Sin embargo, esta ganancia en crecimiento y contratación tuvo un precio. Las ganancias y los ingresos en las empresas están aumentando, pero el efectivo no aparece en las empresas, una señal potencial de estrés financiero. “El dolor del flujo de efectivo persistió, con los resultados interanuales llamando un poco la atención”, afirma el informe.

Gran parte del flujo de caja de las operaciones de una empresa está determinado no sólo por la cantidad que vende la empresa, sino también y mucho más importante, por la cantidad de dinero que recibe y cuándo. Si una empresa todavía está esperando el pago, el dinero se registra en una categoría llamada “cuentas por cobrar”. Esta categoría se hizo más grande en el 22 por ciento de las empresas encuestadas y disminuyó en sólo el 15 por ciento de las empresas en la encuesta.
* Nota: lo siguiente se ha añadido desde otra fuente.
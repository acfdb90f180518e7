use super::analytics_model::{
    BudgetUsage, CategorySpend, HealthScore, IncomeSource, MonthlySummary, TrendPoint,
};
use crate::errors::Result;

/// Read-side reporting API. Everything is computed from ledger rows at call
/// time; there are no cached aggregates to invalidate.
pub trait AnalyticsServiceTrait: Send + Sync {
    fn monthly_summary(&self, user_id: &str, month: &str) -> Result<MonthlySummary>;
    fn category_breakdown(&self, user_id: &str, month: &str) -> Result<Vec<CategorySpend>>;
    fn spending_trend(&self, user_id: &str, months_back: u32) -> Result<Vec<TrendPoint>>;
    fn budget_vs_actual(&self, user_id: &str, month: &str) -> Result<Vec<BudgetUsage>>;
    fn health_score(&self, user_id: &str, month: &str) -> Result<HealthScore>;
    fn income_sources(&self, user_id: &str, month: &str) -> Result<Vec<IncomeSource>>;
}
/// Month key format used throughout the ledger (e.g. "2024-01")
pub const MONTH_KEY_FORMAT: &str = "%Y-%m";

/// Payment mode that triggers the credit-card limit check on bank expenses
pub const PAYMENT_MODE_CREDIT_CARD: &str = "Credit Card";

/// Category that counts against a bank account's credit-card limit
pub const CREDIT_CARD_PAYMENT_CATEGORY: &str = "Credit Card Payment";

/// Category written on goal-funding wallet expenses
pub const GOAL_CONTRIBUTION_CATEGORY: &str = "Goal Contribution";

/// Category written on investment purchase movements
pub const INVESTMENT_PURCHASE_CATEGORY: &str = "Investment Purchase";

/// Category written on compensating (undo) records
pub const REVERSAL_CATEGORY: &str = "Reversal";

/// Most-recent engine mutations kept undoable
pub const UNDO_HISTORY_CAPACITY: usize = 10;

/// Decimal precision for display amounts
pub const DISPLAY_DECIMAL_PRECISION: u32 = 2;
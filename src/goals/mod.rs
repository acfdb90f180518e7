pub(crate) mod goals_errors;
pub(crate) mod goals_model;
pub(crate) mod goals_repository;
pub(crate) mod goals_service;
pub(crate) mod goals_traits;

pub use goals_errors::GoalError;
pub use goals_model::{
    FinancialGoal, GoalContribution, GoalProgress, GoalStatus, NewGoal,
};
pub use goals_repository::GoalRepository;
pub use goals_service::GoalService;
pub use goals_traits::GoalRepositoryTrait;

use crate::errors::Result;
use rust_decimal::Decimal;

impl GoalRepositoryTrait for GoalRepository {
    fn create(&self, new_goal: NewGoal) -> Result<FinancialGoal> {
        Ok(GoalRepository::create(self, new_goal)?)
    }

    fn get_by_id(&self, goal_id: &str) -> Result<FinancialGoal> {
        Ok(GoalRepository::get_by_id(self, goal_id)?)
    }

    fn list_for_user(&self, user_id: &str) -> Result<Vec<FinancialGoal>> {
        Ok(GoalRepository::list_for_user(self, user_id)?)
    }

    fn set_status(&self, goal_id: &str, status: GoalStatus) -> Result<FinancialGoal> {
        Ok(GoalRepository::set_status(self, goal_id, status)?)
    }

    fn apply_contribution(
        &self,
        goal_id: &str,
        amount: Decimal,
        source: &str,
    ) -> Result<(FinancialGoal, GoalContribution)> {
        Ok(GoalRepository::apply_contribution(
            self, goal_id, amount, source,
        )?)
    }

    fn contributions_for_goal(&self, goal_id: &str) -> Result<Vec<GoalContribution>> {
        Ok(GoalRepository::contributions_for_goal(self, goal_id)?)
    }
}
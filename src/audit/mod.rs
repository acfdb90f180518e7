pub(crate) mod audit_model;
pub(crate) mod audit_repository;
pub(crate) mod audit_traits;

pub use audit_model::AuditEntry;
pub use audit_repository::AuditRepository;
pub use audit_traits::AuditSink;
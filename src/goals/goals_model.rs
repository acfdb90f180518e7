use chrono::NaiveDateTime;
use diesel::prelude::*;
use rust_decimal::Decimal;
use serde::{Deserialize, Serialize};

use super::goals_errors::{GoalError, Result};
use crate::accounts::AccountKind;
use crate::utils::parse_stored_decimal;

/// A stored amount that does not parse is data corruption, surfaced rather
/// than coerced.
pub(crate) fn stored_decimal(value: &str, field: &str) -> Result<Decimal> {
    parse_stored_decimal(value, field).map_err(|e| GoalError::InvalidData(e.to_string()))
}

/// Goal lifecycle. Stopped is reversible; there is no terminal completed
/// state, a funded goal simply reports 100% or more.
#[derive(Debug, Clone, Copy, PartialEq, Eq, Serialize, Deserialize)]
#[serde(rename_all = "SCREAMING_SNAKE_CASE")]
pub enum GoalStatus {
    Active,
    Stopped,
}

impl GoalStatus {
    pub fn as_str(&self) -> &'static str {
        match self {
            GoalStatus::Active => "ACTIVE",
            GoalStatus::Stopped => "STOPPED",
        }
    }

    pub fn parse(value: &str) -> Result<Self> {
        match value {
            "ACTIVE" => Ok(GoalStatus::Active),
            "STOPPED" => Ok(GoalStatus::Stopped),
            other => Err(GoalError::InvalidData(format!(
                "Unknown goal status '{}'",
                other
            ))),
        }
    }
}

/// A savings target funded by wallet contributions. `monthly_savings` is the
/// flat per-month amount derived at creation; `current_savings` is never
/// clamped at the target.
#[derive(Debug, Clone, Serialize, Deserialize)]
#[serde(rename_all = "camelCase")]
pub struct FinancialGoal {
    pub id: String,
    pub user_id: String,
    pub account_kind: AccountKind,
    pub account_id: Option<String>,
    pub name: String,
    pub target_amount: Decimal,
    pub months_to_achieve: i32,
    pub monthly_savings: Decimal,
    pub current_savings: Decimal,
    pub status: GoalStatus,
    pub created_at: NaiveDateTime,
    pub updated_at: NaiveDateTime,
}

/// Input model for creating a goal
#[derive(Debug, Clone, Serialize, Deserialize)]
#[serde(rename_all = "camelCase")]
pub struct NewGoal {
    #[serde(skip_serializing_if = "Option::is_none")]
    pub id: Option<String>,
    pub user_id: String,
    pub account_kind: AccountKind,
    #[serde(skip_serializing_if = "Option::is_none")]
    pub account_id: Option<String>,
    pub name: String,
    pub target_amount: Decimal,
    pub months_to_achieve: i32,
}

impl NewGoal {
    pub fn validate(&self) -> Result<()> {
        if self.user_id.trim().is_empty() {
            return Err(GoalError::InvalidData(
                "Goal owner cannot be empty".to_string(),
            ));
        }
        if self.name.trim().is_empty() {
            return Err(GoalError::InvalidData(
                "Goal name cannot be empty".to_string(),
            ));
        }
        if self.target_amount <= Decimal::ZERO {
            return Err(GoalError::InvalidData(format!(
                "Goal target must be positive, got {}",
                self.target_amount
            )));
        }
        if self.months_to_achieve <= 0 {
            return Err(GoalError::InvalidData(format!(
                "Months to achieve must be positive, got {}",
                self.months_to_achieve
            )));
        }
        Ok(())
    }

    pub fn monthly_savings(&self) -> Decimal {
        (self.target_amount / Decimal::from(self.months_to_achieve)).round_dp(2)
    }
}

/// Audit row for one contribution into a goal
#[derive(Debug, Clone, Serialize, Deserialize)]
#[serde(rename_all = "camelCase")]
pub struct GoalContribution {
    pub id: String,
    pub goal_id: String,
    pub amount: Decimal,
    pub source: String,
    pub created_at: NaiveDateTime,
}

/// Funding progress of one goal
#[derive(Debug, Clone, Serialize, Deserialize)]
#[serde(rename_all = "camelCase")]
pub struct GoalProgress {
    pub goal_id: String,
    pub name: String,
    pub target_amount: Decimal,
    pub current_savings: Decimal,
    pub percent_funded: Decimal,
    pub remaining: Decimal,
}

impl GoalProgress {
    pub fn of(goal: &FinancialGoal) -> Self {
        let percent_funded = if goal.target_amount > Decimal::ZERO {
            (goal.current_savings / goal.target_amount * Decimal::ONE_HUNDRED).round_dp(2)
        } else {
            Decimal::ZERO
        };
        GoalProgress {
            goal_id: goal.id.clone(),
            name: goal.name.clone(),
            target_amount: goal.target_amount,
            current_savings: goal.current_savings,
            percent_funded,
            remaining: (goal.target_amount - goal.current_savings).max(Decimal::ZERO),
        }
    }
}

/// Database model for goals
#[derive(
    Queryable,
    Identifiable,
    Insertable,
    AsChangeset,
    Selectable,
    PartialEq,
    Serialize,
    Deserialize,
    Debug,
    Clone,
)]
#[diesel(table_name = crate::schema::goals)]
#[diesel(check_for_backend(diesel::sqlite::Sqlite))]
pub struct GoalDB {
    pub id: String,
    pub user_id: String,
    pub account_kind: String,
    pub account_id: Option<String>,
    pub name: String,
    pub target_amount: String,
    pub months_to_achieve: i32,
    pub monthly_savings: String,
    pub current_savings: String,
    pub status: String,
    pub created_at: NaiveDateTime,
    pub updated_at: NaiveDateTime,
}

impl TryFrom<GoalDB> for FinancialGoal {
    type Error = GoalError;

    fn try_from(db: GoalDB) -> Result<FinancialGoal> {
        let account_kind = AccountKind::parse(&db.account_kind)
            .map_err(|e| GoalError::InvalidData(e.to_string()))?;
        Ok(FinancialGoal {
            id: db.id,
            user_id: db.user_id,
            account_kind,
            account_id: db.account_id,
            name: db.name,
            target_amount: stored_decimal(&db.target_amount, "target_amount")?,
            months_to_achieve: db.months_to_achieve,
            monthly_savings: stored_decimal(&db.monthly_savings, "monthly_savings")?,
            current_savings: stored_decimal(&db.current_savings, "current_savings")?,
            status: GoalStatus::parse(&db.status)?,
            created_at: db.created_at,
            updated_at: db.updated_at,
        })
    }
}

impl From<NewGoal> for GoalDB {
    fn from(domain: NewGoal) -> Self {
        let now = chrono::Utc::now().naive_utc();
        let monthly_savings = domain.monthly_savings();
        GoalDB {
            id: domain
                .id
                .unwrap_or_else(|| uuid::Uuid::new_v4().to_string()),
            user_id: domain.user_id,
            account_kind: domain.account_kind.as_str().to_string(),
            account_id: domain.account_id,
            name: domain.name,
            target_amount: domain.target_amount.to_string(),
            months_to_achieve: domain.months_to_achieve,
            monthly_savings: monthly_savings.to_string(),
            current_savings: Decimal::ZERO.to_string(),
            status: GoalStatus::Active.as_str().to_string(),
            created_at: now,
            updated_at: now,
        }
    }
}

/// Database model for goal contributions
#[derive(Queryable, Identifiable, Insertable, Selectable, Serialize, Deserialize, Debug, Clone)]
#[diesel(table_name = crate::schema::goal_contributions)]
#[diesel(check_for_backend(diesel::sqlite::Sqlite))]
pub struct GoalContributionDB {
    pub id: String,
    pub goal_id: String,
    pub amount: String,
    pub source: String,
    pub created_at: NaiveDateTime,
}

impl TryFrom<GoalContributionDB> for GoalContribution {
    type Error = GoalError;

    fn try_from(db: GoalContributionDB) -> Result<GoalContribution> {
        Ok(GoalContribution {
            id: db.id,
            goal_id: db.goal_id,
            amount: stored_decimal(&db.amount, "amount")?,
            source: db.source,
            created_at: db.created_at,
        })
    }
}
Del mismo modo, si algunas empresas tienen que esperar por dinero, van a retrasar los pagos a sus proveedores (“las deudas”). La categoría de deudas se hizo más grande en el 26 por ciento de las empresas y disminuyó en sólo el 17 por ciento, algunas de las peores lecturas en la historia de CBB.

Una encuesta realizada por Bloomberg a comienzos de este año mostró que se tarda 83 días para las empresas promedio chinas para que les paguen, casi el doble que en otros mercados emergentes. En cuanto a pagar, las empresas chinas son aún más lentas. Euler Hermes, una compañía especializada en seguros de crédito comercial, muestra que las empresas chinas tardaron tardaron 88 días en pagar sus obligaciones en 2015.

Otro drenaje en el efectivo es un aumento en el inventario. Las empresas gastan dinero para producir bienes, pero no los venden por el momento. Los inventarios se hicieron más grandes en el 39 por ciento de las firmas en el cuarto trimestre, el mayor aumento registrado para la encuesta CBB.

Los largos retrasos en la liquidación de las facturas podrían ser una señal de que los pagos por los intereses y la deuda están abrumando a las compañías, otro aspecto negativo para el flujo de dinero. Si estos pagos se hacen demasiado grandes, las empresas tienen que exprimir el flujo de caja operacional para seguir adelante o pedir prestado aún más para hacer sus pagos inmediatos.

“El flujo de efectivo podría explicar por qué los préstamos de las empresas en los trimestres tercero y cuarto alcanzaron los niveles más altos que la CBB ha reportado desde mediados de 2013. Las empresas pueden no estar pidiendo préstamos para financiar la expansión, sino más bien para cubrir los déficits”, afirma el informe.

Si las empresas no pueden pedir prestado más o exprimir a sus proveedores, irán a la bancarrota. Según una investigación de Goldman Sachs en China, cuatro han incumplido los bonos por valor de 3.000 millones de dólares desde mediados de noviembre. Estos incumplimientos son una ruptura con lo que se ha registrado en los cinco meses anteriores de junio a octubre, cuando sólo tres de las empresas encuestadas no cumplieron con sus pagos. Dado que las empresas de China se están ahogando en deuda, este apretón sobre el flujo en efectivo no es un buen presagio para la estabilidad en 2017.